Cause of crash in Eldersburg still a mystery


The deadly flight lasted only 18 minutes, but air safety investigators said yesterday that it's still a mystery why the small red-and-white plane crashed in an Eldersburg family's front yard early Friday. killing the pilot and two passengers.

The pilot, Jeffrey Burbridge, 44, of College Park, and a front-seat passenger, 19-year-old Nancy Thomas, of Laurel, died immediately in the crash, which occurred about 5:30 p.m. Friday. A third passenger, Robert Woods, 43, of Baltimore died later that night from his injuries.

Another passenger, Angela Pownell, 28, of Hampstead continued to be listed in critical but unstable condition at Johns Hopkins Hospital last night, the same as when she was admitted. Her injuries were not disclosed.

"We do know he took off from Haysfield airport [in Clarksville, Howard County], and the total time of the flight was 18 minutes," said Margaret Napolitan, a National Transportation Safety Board investigator examining the wreckage yesterday.

The plane touched down briefly at the small Wolf airport nearby, lifted off and then crashed into the front lawn of Terri and Bill Lins' house. At home at the time of crash was their daughter, Tiffany Hook.

It was the second small plane crash in Carroll County in two days. An NTSB spokesman, Alan Pollack, said he had no new information on Thursday's accident, in which two people were seriously injured. The crash occurred a half-mile south of Route 140 and about a block from the old Reservoir Airport.

Friday's crash occurred a short distance from a small airstrip owned by 71-year-old Hoby Wolf, who saw Mr. Burbridge's plane as it first experienced trouble in the air.

Neighbors said they saw smoke coming from the rear of the plane, but Mr. Wolf said yesterday that there appeared to be a different problem.

"When I saw the sun flash on the wings, I knew the wings had whipped up from a horizontal to a vertical position. I knew what was happening," said Mr. Wolf, a pilot who has owned the rural airstrip for 40 years. "It fell right out of the sky, left wing first."

The flash was a classic sign, he said, of "wing stall," which occurs when the "lift" that keeps planes airborne abruptly


"A stall at 3,500 feet is like a roller-coaster ride," Mr. Wolf said. "Your stomach goes up a little. A stall at 6 inches above the ground is how you land a plane," Mr. Wolf said. "A stall at less than 500 feet is 'Good morning, God.' You must have altitude to recover from a stall, or be close enough to the ground so that it doesn't matter. Only the pilot knows what really happened, though."

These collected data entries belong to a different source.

use std::sync::LazyLock;

use regex::Regex;
use serde::{Deserialize, Serialize};

use bulkyard_core::{DomainError, DomainResult, ValueObject};

static ORDER_REFERENCE: LazyLock<Regex> =
    LazyLock::new(|| Regex::new(r"^PED-\d{4}-\d{4}$").expect("static pattern compiles"));

/// External order reference, `PED-YYYY-NNNN`.
#[derive(Debug, Clone, PartialEq, Eq, Hash, Serialize, Deserialize)]
#[serde(try_from = "String", into = "String")]
pub struct OrderReference(String);

impl OrderReference {
    /// Trims and uppercases before matching.
    pub fn parse(raw: &str) -> DomainResult<Self> {
        let candidate = raw.trim().to_ascii_uppercase();
        if !ORDER_REFERENCE.is_match(&candidate) {
            return Err(DomainError::InvalidReference(raw.trim().to_string()));
        }
        Ok(Self(candidate))
    }

    pub fn as_str(&self) -> &str {
        &self.0
    }
}

impl ValueObject for OrderReference {}

impl TryFrom<String> for OrderReference {
    type Error = DomainError;

    fn try_from(value: String) -> Result<Self, Self::Error> {
        Self::parse(&value)
    }
}

impl From<OrderReference> for String {
    fn from(value: OrderReference) -> Self {
        value.0
    }
}

impl core::fmt::Display for OrderReference {
    fn fmt(&self, f: &mut core::fmt::Formatter<'_>) -> core::fmt::Result {
        f.write_str(&self.0)
    }
}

But Mr. Wolf does know the conditions at his airstrip, which has a hTC runway that crosses a flat surface, dips, then inclines upward to to the top of a hill.

"When you're at the bottom of the hill, your sight is foreshortened, just like when you look through a camera lens," he said. "The trees appear to be on top of the hill. There's about 500 feet of runway at the top, but at a certain point it just looks like trees. So maybe he thinks it looks like he can't land, and he pours on the coal and takes off again."

Mr. Wolf said he believes it's possible that Mr. Burbridge then continued to climb, instead of lowering the plane's nose and flying level after he cleared high-power lines near the strip. That action could have caused wing stall, he said.

Former students answering the telephone at the Burbridge residence last night said Mr. Burbridge taught aviation ground school at Catonsville Community College. The 14-week course prepares students for Federal Aviation Administration tests.

Joe Albaugh, who took Mr. Burbridge's class in 1992, identified Mr. Woods and Ms. Thomas as students in this year's spring aviation course.

Tammy McCann, another former student and close friend of Mr. Burbridge, said he frequently took students on pleasure flights to restaurants on the Eastern Shore and in Westminster.

She said Mr. Burbridge began flying in December 1973 after attending flight school at an Air Force base in Laughlin, Texas. He recently retired from the Maryland Air National Guard at Martin State Airport, where he flew C-130 transport planes. Before that, he flew B-52s and other aircraft in the Air Force and fought in Vietnam and the Persian Gulf.